According to an investigation by Jornal do Brasil, at the time, the measure caught political allies and opponents by surprise. The expectation was greater integration between the police, but the governor decided to do the opposite. Brizola justified the decision by claiming that the same had been done by then French president François Mitterrand – the first socialist president elected in France.

Asked about who would be in charge of the police, Brizola limited himself to saying that legislation would play this role. “The law, supported by the legitimacy of the Government. We are impressed with the current situation. The institutions do not work. It cannot continue like this”, said the governor when announcing his secretariat to the press.

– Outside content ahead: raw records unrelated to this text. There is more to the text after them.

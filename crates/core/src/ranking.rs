use crate::models::{Product, SortBy};
use std::cmp::Ordering;

/// Stable sort into a new vector; ties keep their incoming order.
pub fn sort_products<'a>(products: &[&'a Product], sort_by: SortBy) -> Vec<&'a Product> {
    let mut ordered = products.to_vec();
    ordered.sort_by(|left, right| compare(left, right, sort_by));
    ordered
}

pub fn compare(left: &Product, right: &Product, sort_by: SortBy) -> Ordering {
    match sort_by {
        SortBy::Name => compare_names(&left.name, &right.name),
        SortBy::PriceLow => {
            price_or_zero(left.min_price()).total_cmp(&price_or_zero(right.min_price()))
        }
        SortBy::PriceHigh => {
            price_or_zero(right.max_price()).total_cmp(&price_or_zero(left.max_price()))
        }
        SortBy::Rating => right.average_rating.total_cmp(&left.average_rating),
        SortBy::Popularity => right.popularity().total_cmp(&left.popularity()),
    }
}

fn price_or_zero(price: Option<f64>) -> f64 {
    price.unwrap_or(0.0)
}

// case-folded first so "americano" sits next to "Americano"
fn compare_names(left: &str, right: &str) -> Ordering {
    let folded = left
        .chars()
        .flat_map(char::to_lowercase)
        .cmp(right.chars().flat_map(char::to_lowercase));
    folded.then_with(|| left.cmp(right))
}
use thiserror::Error;

#[derive(Debug, Error, PartialEq)]
pub enum FilterError {
    #[error("invalid price range: min {min} is greater than max {max}")]
    InvertedPriceRange { min: f64, max: f64 },

    #[error("invalid price bound: {0}")]
    InvalidPriceBound(f64),

    #[error("minimum rating must be within 0..=5, got {0}")]
    InvalidRating(f64),

    #[error("unknown sort policy: {0}")]
    UnknownSort(String),

    #[error("unknown roast level: {0}")]
    UnknownRoastLevel(String),
}

#[derive(Debug, Error)]
pub enum SearchError {
    #[error("invalid response from {backend}: {details}")]
    BackendResponse { backend: String, details: String },

    #[error("http error: {0}")]
    Http(#[from] reqwest::Error),

    #[error("url parse error: {0}")]
    Url(#[from] url::ParseError),

    #[error("serialize error: {0}")]
    Serialization(#[from] serde_json::Error),

    #[error("io error: {0}")]
    Io(#[from] std::io::Error),

    #[error("search request failed: {0}")]
    Request(String),

    #[error("{collaborator} did not answer before the deadline")]
    DeadlineExceeded { collaborator: String },
}

#[derive(Debug, Error)]
pub enum StoreError {
    #[error("io error: {0}")]
    Io(#[from] std::io::Error),

    #[error("serialize error: {0}")]
    Serialization(#[from] serde_json::Error),

    #[error("blob store unavailable: {0}")]
    Unavailable(String),
}

#[derive(Debug, Error)]
pub enum CatalogError {
    #[error("io error: {0}")]
    Io(#[from] std::io::Error),

    #[error("catalog parse error: {0}")]
    Parse(#[from] serde_json::Error),
}

#[derive(Debug, Error)]
pub enum ConfigError {
    #[error("configuration error: {0}")]
    Figment(#[from] Box<figment::Error>),

    #[error("invalid endpoint {endpoint}: {source}")]
    Endpoint {
        endpoint: String,
        source: url::ParseError,
    },
}

impl From<figment::Error> for ConfigError {
    fn from(value: figment::Error) -> Self {
        Self::Figment(Box::new(value))
    }
}

pub type Result<T, E = SearchError> = std::result::Result<T, E>;
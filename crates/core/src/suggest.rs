use crate::models::Product;
use std::collections::HashSet;

#[derive(Debug, Clone, Copy, PartialEq, Eq)]
pub struct HighlightSpan<'a> {
    pub text: &'a str,
    pub highlighted: bool,
}

pub fn suggest(catalog: &[Product], partial: &str, max_suggestions: usize) -> Vec<String> {
    let needle = partial.trim().to_lowercase();
    if needle.is_empty() {
        return Vec::new();
    }

    let mut seen = HashSet::new();
    let mut suggestions = Vec::new();

    for product in catalog {
        let fields = [
            Some(product.name.as_str()),
            Some(product.ingredients.as_str()),
            Some(product.special_ingredient.as_str()),
            product.roast_label(),
        ];

        for field in fields.into_iter().flatten() {
            if suggestions.len() >= max_suggestions {
                return suggestions;
            }
            if field.to_lowercase().contains(&needle) && seen.insert(field) {
                suggestions.push(field.to_string());
            }
        }
    }

    suggestions.truncate(max_suggestions);
    suggestions
}

/// Recent searches while nothing is typed, catalog suggestions otherwise.
pub fn suggest_or_recent(
    catalog: &[Product],
    partial: &str,
    history: &[String],
    max_suggestions: usize,
) -> Vec<String> {
    if partial.trim().is_empty() {
        return history.iter().take(max_suggestions).cloned().collect();
    }
    suggest(catalog, partial, max_suggestions)
}

/// Splits `text` around case-insensitive occurrences of `query`.
///
/// Concatenating the `text` of every span gives back the input unchanged.
pub fn highlight<'a>(text: &'a str, query: &str) -> Vec<HighlightSpan<'a>> {
    let query = query.trim();
    if text.is_empty() {
        return Vec::new();
    }
    if query.is_empty() {
        return vec![HighlightSpan {
            text,
            highlighted: false,
        }];
    }

    let mut spans = Vec::new();
    let mut plain_start = 0;
    let mut cursor = 0;

    while cursor < text.len() {
        match match_len_at(&text[cursor..], query) {
            Some(length) => {
                if plain_start < cursor {
                    spans.push(HighlightSpan {
                        text: &text[plain_start..cursor],
                        highlighted: false,
                    });
                }
                spans.push(HighlightSpan {
                    text: &text[cursor..cursor + length],
                    highlighted: true,
                });
                cursor += length;
                plain_start = cursor;
            }
            None => {
                cursor += text[cursor..].chars().next().map_or(1, char::len_utf8);
            }
        }
    }

    if plain_start < text.len() {
        spans.push(HighlightSpan {
            text: &text[plain_start..],
            highlighted: false,
        });
    }

    spans
}

// byte length of the prefix of `haystack` equal to `needle` ignoring case
fn match_len_at(haystack: &str, needle: &str) -> Option<usize> {
    let mut consumed = 0;
    let mut haystack_chars = haystack.chars();

    for expected in needle.chars() {
        let found = haystack_chars.next()?;
        if !found.to_lowercase().eq(expected.to_lowercase()) {
            return None;
        }
        consumed += found.len_utf8();
    }

    (consumed > 0).then_some(consumed)
}

#[cfg(test)]
mod tests {
    use super::*;
    use crate::models::fixtures::storefront;

    fn rebuild(spans: &[HighlightSpan<'_>]) -> String {
        spans.iter().map(|span| span.text).collect()
    }

    #[test]
    fn suggestions_keep_original_case_and_first_seen_order() {
        let catalog = storefront();
        assert_eq!(
            suggest(&catalog, "milk", 5),
            vec!["Milk".to_string(), "With Steamed Milk".to_string()]
        );
        assert_eq!(
            suggest(&catalog, "AR", 5),
            vec![
                "Dark Roast Beans".to_string(),
                "Arabica".to_string(),
                "Dark Roasted".to_string()
            ]
        );
    }

    #[test]
    fn suggestions_are_unique_and_truncated() {
        let mut catalog = storefront();
        catalog.extend(storefront());

        let suggestions = suggest(&catalog, "a", 3);
        assert_eq!(suggestions.len(), 3);
        let unique: HashSet<_> = suggestions.iter().collect();
        assert_eq!(unique.len(), 3);
        assert_eq!(suggest(&catalog, "   ", 3), Vec::<String>::new());
    }

    #[test]
    fn blank_input_falls_back_to_recent_searches() {
        let catalog = storefront();
        let history = vec!["mocha".to_string(), "latte".to_string(), "flat white".to_string()];
        assert_eq!(
            suggest_or_recent(&catalog, "", &history, 2),
            vec!["mocha".to_string(), "latte".to_string()]
        );
        assert_eq!(
            suggest_or_recent(&catalog, "ameri", &history, 2),
            vec!["Americano".to_string()]
        );
    }

    #[test]
    fn highlight_marks_every_occurrence() {
        let spans = highlight("Latte with LATTE art", "latte");
        assert_eq!(
            spans,
            vec![
                HighlightSpan { text: "Latte", highlighted: true },
                HighlightSpan { text: " with ", highlighted: false },
                HighlightSpan { text: "LATTE", highlighted: true },
                HighlightSpan { text: " art", highlighted: false },
            ]
        );
    }

    #[test]
    fn highlight_round_trips() {
        let samples = [
            ("Café Crème brûlée", "CRÈ"),
            ("aaaa", "aa"),
            ("Dark Roasted", "zzz"),
            ("Dark Roasted", ""),
            ("", "dark"),
            ("Flat White", "flat white extra"),
            ("日本のコーヒー", "コー"),
        ];

        for (text, query) in samples {
            let spans = highlight(text, query);
            assert_eq!(rebuild(&spans), text, "{text:?} / {query:?}");
        }
    }

    #[test]
    fn highlight_handles_multibyte_matches() {
        let spans = highlight("Café Crème", "crème");
        assert_eq!(spans.last(), Some(&HighlightSpan { text: "Crème", highlighted: true }));
    }
}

Despite the declaration, the command was directed to a “special advisor” subordinate to the governor. In practice, Brizola took effective command of the two police forces as a way of circumventing Army interference. According to a decree at the time, state security secretaries should have their names approved by the then Army minister.

The portfolio was recreated only 12 years later, under governor Marcello Alencar (1925-2014). In 2019, Witzel ended the portfolio under pressure from police leaders, who offered their political support to the governor in exchange for the end of the Security Secretariat. They wanted to have more free access to political positions and appointments.

But the action was disastrous as it dismantled the entire security policy that had been created a year earlier in a federal intervention. The police left integration aside and abolished the independent internal affairs department, giving space to the expansion of corruption.